Many of you may have seen news stories recently describing an attack on the popular micro-blogging service, Twitter. When the story was first reported, it was originally thought that the extent of the break-in was the compromise of some Twitter employees’ accounts. The attacker, who went by the pseudonym ‘Hacker Croll’, was apparently dissatisfied by the way the story was being reported, and sent copies of 300+ sensitive internal Twitter documents to the TechCrunch blog.
It [the documents] included things like financial projections and executive meeting notes that contained highly confidential information.
TechCrunch, having had some extended conversations with both Twitter and the attacker, has a post describing the attack in some detail. It makes for interesting reading, in part because the attacker gained access, bot by discovering some previously unknown security flaw, but by exploiting a combination of well-known areas of weakness. As the TechCrunch writer, Nik Cubrilovic, put it:
In the security industry there is a generally accepted philosophy that no system or network is completely secure – a competent attacker with enough time, patience and resources will eventually find a way into a target. Some of the more famous information security breaches have relied on nothing more than elementary issues exploited by an attacker with enough time and patience at hand to see their goal through.
In the case of the Twitter attack, it was not a vulnerability in a single application or system that led to the success of the attack; rather, it was the attacker working on the collective weak points of an “ecosystem” of applications that led to his success.
The first step in the attack was to use standard search engines and public sources to compile a collection of data on people associated with Twitter:
In the case of the Twitter attacks, this public information allowed him to create a rich catalog of data that included a list of employee names, their associated email addresses and their roles within the company. Information like birth dates, names of pets and other seemingly innocent pieces of data were also found and logged
Once this was done, the attacker was in a position to try to gain access to one or more individual’s accounts, from which he could work on further compromising security. In this case, the initial target was a personal GMail account. As with other Web services, GMail has an “I forgot my password” link, which, also typically, will E-mail you a link to reset your password. Although there are some secret security questions involved, the answers were possible to guess based on the dossiers of personal information that the attacker had compiled. (I’ve written before about the inherent weakness of these “secret” questions.)
Giving the user an option to guess the name of a pet in lieu of actually knowing a password is just dramatically shortening the odds for the attacker. The service is essentially telling the attacker: “we understand that guessing passwords is hard, so let us help you narrow it down from potentially millions of combinations to around a dozen, or even better, if you know how to Google, just one”.

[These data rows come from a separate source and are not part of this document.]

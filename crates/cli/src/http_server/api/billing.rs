use axum::response::{IntoResponse, Response};
use axum::Json;
use serde::Serialize;
use serde_json::Value;

use common::api::billing::GetBillingRequest;
use common::api::project::GetProjectRequest;

use crate::http_server::error::DashboardError;
use crate::http_server::session::CurrentSession;

#[derive(Debug, Serialize)]
pub struct BillingResponse {
    pub spend_limit: Value,
    pub current_spend: Value,
}

fn or_na(value: Option<Value>) -> Value {
    value.unwrap_or_else(|| Value::String("N/A".to_string()))
}

/// Project spend limit alongside the month's spend so far.
pub async fn handler(current: CurrentSession) -> Result<Response, DashboardError> {
    let client = current.session.api_client()?;

    let project_id = client
        .resolve_project_id(current.session.project_name())
        .await?;
    let project = client.call(&GetProjectRequest { project_id }).await?;
    let billing = client.call(&GetBillingRequest).await?;

    let current_spend = billing
        .monthly_spend
        .and_then(|spend| serde_json::to_value(spend).ok());

    Ok(Json(BillingResponse {
        spend_limit: or_na(project.spend_limit),
        current_spend: or_na(current_spend),
    })
    .into_response())
}
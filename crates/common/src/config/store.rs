use std::fs;
use std::path::{Path, PathBuf};

use serde::Serialize;

use super::{ConfigError, ProjectConfig, Projects};

pub const CONFIG_DIR_NAME: &str = ".epic";
pub const CONFIG_FILE_NAME: &str = "config";

/// JSON file mapping project name to [`ProjectConfig`].
///
/// Writes are a plain overwrite; a crash mid-write can leave a truncated
/// file behind.
#[derive(Debug, Clone)]
pub struct ConfigStore {
    path: PathBuf,
}

impl ConfigStore {
    /// Get the config directory path (custom or default ~/.epic)
    pub fn config_dir(custom_path: Option<PathBuf>) -> Result<PathBuf, ConfigError> {
        if let Some(path) = custom_path {
            return Ok(path);
        }

        let home = dirs::home_dir().ok_or(ConfigError::NoHomeDirectory)?;
        Ok(home.join(CONFIG_DIR_NAME))
    }

    pub fn open(custom_path: Option<PathBuf>) -> Result<Self, ConfigError> {
        let dir = Self::config_dir(custom_path)?;
        Ok(Self::at(dir.join(CONFIG_FILE_NAME)))
    }

    /// Use an explicit file path
    pub fn at(path: impl Into<PathBuf>) -> Self {
        Self { path: path.into() }
    }

    pub fn path(&self) -> &Path {
        &self.path
    }

    /// Load every project. A missing file is an empty mapping.
    pub fn load(&self) -> Result<Projects, ConfigError> {
        if !self.path.exists() {
            return Ok(Projects::new());
        }

        let raw = fs::read_to_string(&self.path)?;
        let mut projects: Projects = serde_json::from_str(&raw)?;
        for (name, project) in projects.iter_mut() {
            project.name = name.clone();
        }

        Ok(projects)
    }

    pub fn save(&self, projects: &Projects) -> Result<(), ConfigError> {
        if let Some(parent) = self.path.parent() {
            fs::create_dir_all(parent)?;
        }

        let mut buf = Vec::new();
        let formatter = serde_json::ser::PrettyFormatter::with_indent(b"    ");
        let mut serializer = serde_json::Serializer::with_formatter(&mut buf, formatter);
        projects.serialize(&mut serializer)?;
        fs::write(&self.path, buf)?;

        tracing::debug!(path = %self.path.display(), projects = projects.len(), "saved config");
        Ok(())
    }

    pub fn project(&self, name: &str) -> Result<ProjectConfig, ConfigError> {
        self.load()?
            .remove(name)
            .ok_or_else(|| ConfigError::ProjectNotFound(name.to_string()))
    }

    /// Insert or fully replace a project entry.
    pub fn upsert(&self, project: ProjectConfig) -> Result<(), ConfigError> {
        let mut projects = self.load()?;
        projects.insert(project.name.clone(), project);
        self.save(&projects)
    }

    pub fn remove(&self, name: &str) -> Result<ProjectConfig, ConfigError> {
        let mut projects = self.load()?;
        let removed = projects
            .remove(name)
            .ok_or_else(|| ConfigError::ProjectNotFound(name.to_string()))?;
        self.save(&projects)?;
        Ok(removed)
    }
}

#[cfg(test)]
mod tests {
    use std::collections::BTreeMap;

    use tempfile::TempDir;

    use super::*;

    fn sample_project(name: &str) -> ProjectConfig {
        ProjectConfig {
            name: name.to_string(),
            api_base_url: "https://abc.execute-api.eu-west-2.amazonaws.com/prod".to_string(),
            identity_pool_client_id: "client".to_string(),
            identity_pool_id: Some("pool".to_string()),
            storage_bucket_name: Some("bucket".to_string()),
            job_queue_name: Some("queue".to_string()),
            region: "eu-west-2".to_string(),
            username: "alice".to_string(),
            password: None,
            identity_endpoint: None,
            extra: BTreeMap::new(),
        }
    }

    #[test]
    fn test_missing_file_is_empty() {
        let dir = TempDir::new().unwrap();
        let store = ConfigStore::open(Some(dir.path().join("nested"))).unwrap();
        assert!(store.load().unwrap().is_empty());
        assert!(!store.path().exists());
    }

    #[test]
    fn test_save_creates_parent_directory() {
        let dir = TempDir::new().unwrap();
        let store = ConfigStore::open(Some(dir.path().join("nested"))).unwrap();
        store.upsert(sample_project("alpha")).unwrap();

        assert!(store.path().exists());
        let loaded = store.project("alpha").unwrap();
        assert_eq!(loaded.name, "alpha");
        assert_eq!(loaded.username, "alice");
    }

    #[test]
    fn test_project_not_found() {
        let dir = TempDir::new().unwrap();
        let store = ConfigStore::open(Some(dir.path().to_path_buf())).unwrap();
        store.upsert(sample_project("alpha")).unwrap();

        match store.project("beta") {
            Err(ConfigError::ProjectNotFound(name)) => assert_eq!(name, "beta"),
            other => panic!("expected ProjectNotFound, got {:?}", other),
        }
    }

    #[test]
    fn test_save_load_is_idempotent() {
        let dir = TempDir::new().unwrap();
        let store = ConfigStore::open(Some(dir.path().to_path_buf())).unwrap();
        let raw = r#"{
            "alpha": {
                "epic_api_url": "https://abc.execute-api.eu-west-2.amazonaws.com/prod",
                "user_pool_client_id": "client",
                "user_pool_id": "pool",
                "data_bucket_name": "bucket",
                "batch_job_queue_name": "queue",
                "region": "eu-west-2",
                "username": "alice",
                "password": "pw",
                "theme": {"dark": true}
            },
            "beta": {
                "epic_api_url": "https://def.execute-api.us-east-1.amazonaws.com/prod",
                "user_pool_client_id": "client-b",
                "region": "us-east-1",
                "username": "bob"
            }
        }"#;
        fs::write(store.path(), raw).unwrap();

        let loaded = store.load().unwrap();
        store.save(&loaded).unwrap();

        let before: serde_json::Value = serde_json::from_str(raw).unwrap();
        let after: serde_json::Value =
            serde_json::from_str(&fs::read_to_string(store.path()).unwrap()).unwrap();
        assert_eq!(before, after);
        assert_eq!(store.load().unwrap(), loaded);
    }

    #[test]
    fn test_null_optional_keys_are_dropped_on_save() {
        let dir = TempDir::new().unwrap();
        let store = ConfigStore::open(Some(dir.path().to_path_buf())).unwrap();
        fs::write(
            store.path(),
            r#"{"gamma": {
                "epic_api_url": "https://ghi.execute-api.eu-west-2.amazonaws.com/prod",
                "user_pool_client_id": "client-g",
                "user_pool_id": null,
                "password": null,
                "region": "eu-west-2",
                "username": "carol"
            }}"#,
        )
        .unwrap();

        let loaded = store.load().unwrap();
        assert_eq!(loaded["gamma"].identity_pool_id, None);
        store.save(&loaded).unwrap();

        let saved: serde_json::Value =
            serde_json::from_str(&fs::read_to_string(store.path()).unwrap()).unwrap();
        let gamma = saved["gamma"].as_object().unwrap();
        for key in ["user_pool_id", "data_bucket_name", "batch_job_queue_name", "password"] {
            assert!(!gamma.contains_key(key), "{} written back", key);
        }
        assert_eq!(store.load().unwrap(), loaded);
    }

    #[test]
    fn test_malformed_json_is_an_error() {
        let dir = TempDir::new().unwrap();
        let store = ConfigStore::open(Some(dir.path().to_path_buf())).unwrap();
        fs::write(store.path(), "{ not json").unwrap();
        assert!(matches!(store.load(), Err(ConfigError::Json(_))));
    }

    #[test]
    fn test_remove() {
        let dir = TempDir::new().unwrap();
        let store = ConfigStore::open(Some(dir.path().to_path_buf())).unwrap();
        store.upsert(sample_project("alpha")).unwrap();
        store.upsert(sample_project("beta")).unwrap();

        let removed = store.remove("alpha").unwrap();
        assert_eq!(removed.name, "alpha");
        let remaining: Vec<_> = store.load().unwrap().into_keys().collect();
        assert_eq!(remaining, vec!["beta".to_string()]);
        assert!(store.remove("alpha").is_err());
    }
}
use clap::Args;
use common::api::data::GetDataSessionRequest;
use common::prelude::ApiError;

use super::{shell_flavor, Shell};
use crate::cli::op::ContextError;

#[derive(Args, Debug, Clone)]
pub struct Keys {
    /// Project whose bucket to access (defaults to the active project)
    pub project_name: Option<String>,

    /// Shell syntax for the printed assignments (defaults to the host's)
    #[arg(long, value_enum)]
    pub shell: Option<Shell>,
}

#[derive(Debug, thiserror::Error)]
pub enum KeysError {
    #[error(transparent)]
    Context(#[from] ContextError),
    #[error("Error fetching data session keys: {0}")]
    Api(#[from] ApiError),
}

#[async_trait::async_trait]
impl crate::cli::op::Op for Keys {
    type Error = KeysError;
    type Output = String;

    async fn execute(&self, ctx: &crate::cli::op::OpContext) -> Result<Self::Output, Self::Error> {
        let (project, client) = ctx.connect(self.project_name.as_deref())?;
        let session = client.call(&GetDataSessionRequest).await?;

        let bucket = project
            .storage_bucket_name
            .as_deref()
            .or_else(|| session.bucket())
            .unwrap_or_default();
        let region = session.region.as_deref().unwrap_or(&project.region);

        let flavor = shell_flavor(self.shell);
        let mut lines =
            vec!["# Run the following commands in your shell to configure your data session:".to_string()];
        for (name, value) in [
            ("AWS_ACCESS_KEY_ID", session.access_key_id.as_str()),
            ("AWS_SECRET_ACCESS_KEY", session.secret_access_key.as_str()),
            ("AWS_SESSION_TOKEN", session.session_token.as_str()),
            ("EPIC_S3_BUCKET", bucket),
            ("AWS_REGION", region),
        ] {
            lines.push(flavor.assignment(name, value));
        }

        Ok(lines.join("\n"))
    }
}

Because the E-mail address is used as the identifier at so many Web sites, it creates an implicit “web of trust”, which allows an attacker to steadily expand his penetration of related systems. The attacker’s job is also made easier by people’s unfortunate but understandable tendency to use the same password for multiple sites. And once a number of E-mail accounts have been compromised, the messages they contain will usually yield a wealth of other information.
I’ve just skimmed the surface of how the attack worked here; if you are interested in security, I think the whole TechCrunch article is worth reading. There are a couple of key things I think one can take away from this incident. The first is that Web (or “cloud”) services are still relatively new, and their security arrangements are often untried, or poorly understood by the people that use them. (How many people really understand all of Facebook‘s priivacy controls ?) The second is that your security can be compromised by low-tech snooping or user ineptitude at least as well as by the latest vulnerability of the day. Finally, and perhaps most important, security is not a product; it is a process and a system, and the old adage about chains and weakest links still very much applies.